| WORK TASK |
Return, exactly as written, every line from the first line of the data below through the line that contains "plus incomes, minus".

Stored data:

┌──

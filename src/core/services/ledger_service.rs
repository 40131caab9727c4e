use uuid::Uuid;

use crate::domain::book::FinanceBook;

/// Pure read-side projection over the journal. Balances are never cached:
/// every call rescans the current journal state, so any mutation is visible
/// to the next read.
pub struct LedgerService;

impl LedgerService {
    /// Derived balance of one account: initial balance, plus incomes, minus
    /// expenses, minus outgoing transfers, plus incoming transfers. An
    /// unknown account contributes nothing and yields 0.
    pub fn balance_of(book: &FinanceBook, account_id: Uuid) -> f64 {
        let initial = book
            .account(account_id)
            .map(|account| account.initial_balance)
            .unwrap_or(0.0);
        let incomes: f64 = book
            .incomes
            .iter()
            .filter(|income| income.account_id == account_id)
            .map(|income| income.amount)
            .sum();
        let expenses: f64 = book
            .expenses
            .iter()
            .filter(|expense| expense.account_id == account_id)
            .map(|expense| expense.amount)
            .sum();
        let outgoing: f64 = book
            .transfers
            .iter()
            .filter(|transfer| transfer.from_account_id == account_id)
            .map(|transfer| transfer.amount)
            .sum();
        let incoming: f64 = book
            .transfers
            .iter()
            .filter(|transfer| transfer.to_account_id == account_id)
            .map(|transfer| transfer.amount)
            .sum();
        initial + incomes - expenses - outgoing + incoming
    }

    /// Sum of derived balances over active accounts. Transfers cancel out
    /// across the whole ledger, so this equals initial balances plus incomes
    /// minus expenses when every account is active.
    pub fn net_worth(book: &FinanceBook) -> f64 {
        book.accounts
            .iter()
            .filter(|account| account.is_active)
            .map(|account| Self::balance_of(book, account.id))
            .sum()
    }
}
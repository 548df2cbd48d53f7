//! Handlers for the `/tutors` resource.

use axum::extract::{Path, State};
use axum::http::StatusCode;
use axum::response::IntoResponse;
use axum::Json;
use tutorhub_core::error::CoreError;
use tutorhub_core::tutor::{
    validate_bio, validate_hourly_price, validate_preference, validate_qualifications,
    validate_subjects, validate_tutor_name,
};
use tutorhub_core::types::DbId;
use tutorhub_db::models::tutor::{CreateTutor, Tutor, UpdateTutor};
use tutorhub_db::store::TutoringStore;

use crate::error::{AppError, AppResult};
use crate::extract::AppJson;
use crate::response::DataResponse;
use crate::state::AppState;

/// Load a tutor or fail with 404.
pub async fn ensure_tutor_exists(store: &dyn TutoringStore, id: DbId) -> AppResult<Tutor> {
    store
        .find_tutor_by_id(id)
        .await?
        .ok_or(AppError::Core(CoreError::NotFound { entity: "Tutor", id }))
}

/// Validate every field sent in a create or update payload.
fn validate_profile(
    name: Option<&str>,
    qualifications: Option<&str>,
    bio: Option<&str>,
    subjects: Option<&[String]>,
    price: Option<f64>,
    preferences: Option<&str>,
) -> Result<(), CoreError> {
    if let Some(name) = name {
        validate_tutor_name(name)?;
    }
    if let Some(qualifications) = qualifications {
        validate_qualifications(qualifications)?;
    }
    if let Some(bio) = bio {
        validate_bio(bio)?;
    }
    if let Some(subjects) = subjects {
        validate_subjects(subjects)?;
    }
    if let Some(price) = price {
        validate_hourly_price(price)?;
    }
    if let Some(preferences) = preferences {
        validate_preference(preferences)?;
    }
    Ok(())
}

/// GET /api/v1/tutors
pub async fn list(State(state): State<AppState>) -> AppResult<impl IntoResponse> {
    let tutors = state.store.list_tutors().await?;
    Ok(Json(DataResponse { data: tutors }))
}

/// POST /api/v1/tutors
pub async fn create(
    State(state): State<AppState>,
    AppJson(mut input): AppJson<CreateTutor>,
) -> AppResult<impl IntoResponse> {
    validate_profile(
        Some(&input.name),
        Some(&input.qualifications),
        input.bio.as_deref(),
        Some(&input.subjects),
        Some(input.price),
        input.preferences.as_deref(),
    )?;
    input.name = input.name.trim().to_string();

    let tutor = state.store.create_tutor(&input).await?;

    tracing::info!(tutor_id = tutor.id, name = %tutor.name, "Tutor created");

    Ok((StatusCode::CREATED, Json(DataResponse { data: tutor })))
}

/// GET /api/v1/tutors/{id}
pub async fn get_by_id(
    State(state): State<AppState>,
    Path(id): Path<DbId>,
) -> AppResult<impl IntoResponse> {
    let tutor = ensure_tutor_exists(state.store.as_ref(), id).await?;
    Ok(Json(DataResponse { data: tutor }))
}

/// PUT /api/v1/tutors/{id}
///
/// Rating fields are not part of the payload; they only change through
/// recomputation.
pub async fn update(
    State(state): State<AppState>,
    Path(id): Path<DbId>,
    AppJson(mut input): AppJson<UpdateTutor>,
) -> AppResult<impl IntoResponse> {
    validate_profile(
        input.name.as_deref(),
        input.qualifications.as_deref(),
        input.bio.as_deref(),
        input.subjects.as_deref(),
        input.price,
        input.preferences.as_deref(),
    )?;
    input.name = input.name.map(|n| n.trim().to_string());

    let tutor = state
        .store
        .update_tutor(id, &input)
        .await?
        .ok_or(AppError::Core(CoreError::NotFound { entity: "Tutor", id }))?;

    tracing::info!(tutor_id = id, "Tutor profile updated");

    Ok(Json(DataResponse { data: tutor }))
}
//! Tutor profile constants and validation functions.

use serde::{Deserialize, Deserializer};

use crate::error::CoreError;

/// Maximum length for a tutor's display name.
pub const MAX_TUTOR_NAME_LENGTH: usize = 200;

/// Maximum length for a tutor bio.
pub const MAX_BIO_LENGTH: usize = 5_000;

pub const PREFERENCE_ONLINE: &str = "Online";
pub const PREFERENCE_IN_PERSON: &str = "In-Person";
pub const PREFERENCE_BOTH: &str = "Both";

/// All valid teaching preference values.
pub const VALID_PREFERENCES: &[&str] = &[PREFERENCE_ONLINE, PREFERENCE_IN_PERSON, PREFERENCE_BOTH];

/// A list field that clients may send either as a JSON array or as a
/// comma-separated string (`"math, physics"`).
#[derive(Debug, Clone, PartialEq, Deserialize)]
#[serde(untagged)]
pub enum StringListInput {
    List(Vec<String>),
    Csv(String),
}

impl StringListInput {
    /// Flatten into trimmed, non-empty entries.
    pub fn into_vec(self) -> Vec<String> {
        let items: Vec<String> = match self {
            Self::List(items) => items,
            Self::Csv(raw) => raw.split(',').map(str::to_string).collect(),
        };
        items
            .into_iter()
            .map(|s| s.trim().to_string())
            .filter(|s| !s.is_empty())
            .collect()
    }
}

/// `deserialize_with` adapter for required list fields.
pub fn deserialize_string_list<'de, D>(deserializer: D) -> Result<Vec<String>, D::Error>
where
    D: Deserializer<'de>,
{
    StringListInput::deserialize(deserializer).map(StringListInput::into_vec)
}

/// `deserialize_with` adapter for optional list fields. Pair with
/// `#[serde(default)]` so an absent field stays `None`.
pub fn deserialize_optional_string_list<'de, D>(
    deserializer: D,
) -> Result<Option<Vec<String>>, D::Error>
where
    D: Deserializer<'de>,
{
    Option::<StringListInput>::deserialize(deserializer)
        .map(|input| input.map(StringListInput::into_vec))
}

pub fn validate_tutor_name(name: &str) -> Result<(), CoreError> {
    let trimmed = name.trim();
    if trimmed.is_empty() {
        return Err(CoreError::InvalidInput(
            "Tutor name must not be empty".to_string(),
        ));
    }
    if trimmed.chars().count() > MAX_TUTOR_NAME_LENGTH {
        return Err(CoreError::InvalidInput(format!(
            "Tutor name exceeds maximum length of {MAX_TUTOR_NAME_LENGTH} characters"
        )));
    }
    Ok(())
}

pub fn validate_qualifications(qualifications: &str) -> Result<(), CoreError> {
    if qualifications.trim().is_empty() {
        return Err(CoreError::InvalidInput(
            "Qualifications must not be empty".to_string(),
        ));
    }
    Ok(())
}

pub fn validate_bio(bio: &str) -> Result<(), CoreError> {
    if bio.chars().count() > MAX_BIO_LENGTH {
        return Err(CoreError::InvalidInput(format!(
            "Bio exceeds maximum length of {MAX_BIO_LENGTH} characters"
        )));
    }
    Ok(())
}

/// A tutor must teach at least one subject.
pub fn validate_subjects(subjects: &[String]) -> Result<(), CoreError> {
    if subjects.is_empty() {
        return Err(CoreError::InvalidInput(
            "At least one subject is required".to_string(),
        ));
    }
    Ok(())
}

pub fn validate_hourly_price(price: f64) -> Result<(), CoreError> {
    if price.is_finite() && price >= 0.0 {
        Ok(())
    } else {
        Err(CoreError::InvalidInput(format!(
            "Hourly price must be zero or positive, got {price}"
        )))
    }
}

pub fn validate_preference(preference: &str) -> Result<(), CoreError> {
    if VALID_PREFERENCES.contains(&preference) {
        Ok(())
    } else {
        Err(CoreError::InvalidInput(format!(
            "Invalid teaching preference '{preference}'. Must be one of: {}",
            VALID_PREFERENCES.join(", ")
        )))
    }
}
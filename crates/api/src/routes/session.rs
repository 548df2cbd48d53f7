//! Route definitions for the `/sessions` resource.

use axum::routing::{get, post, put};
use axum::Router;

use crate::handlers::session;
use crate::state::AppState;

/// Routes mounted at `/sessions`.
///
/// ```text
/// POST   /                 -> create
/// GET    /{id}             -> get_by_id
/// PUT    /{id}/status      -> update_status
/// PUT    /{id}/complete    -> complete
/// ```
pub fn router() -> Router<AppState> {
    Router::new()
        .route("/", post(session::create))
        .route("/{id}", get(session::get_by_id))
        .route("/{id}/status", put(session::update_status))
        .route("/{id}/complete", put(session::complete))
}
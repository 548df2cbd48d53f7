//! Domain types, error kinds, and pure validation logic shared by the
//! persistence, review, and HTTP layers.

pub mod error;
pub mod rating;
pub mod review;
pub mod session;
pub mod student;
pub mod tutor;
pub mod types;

└──

| ANSWER TO THE PROBLEM |
filename src/core/services/ledger_service.rs
repository 40131caab9727c4e
use uuid::Uuid;

use crate::domain::book::FinanceBook;

/// Pure read-side projection over the journal. Balances are never cached:
/// every call rescans the current journal state, so any mutation is visible
/// to the next read.
pub struct LedgerService;

impl LedgerService {
    /// Derived balance of one account: initial balance, plus incomes, minus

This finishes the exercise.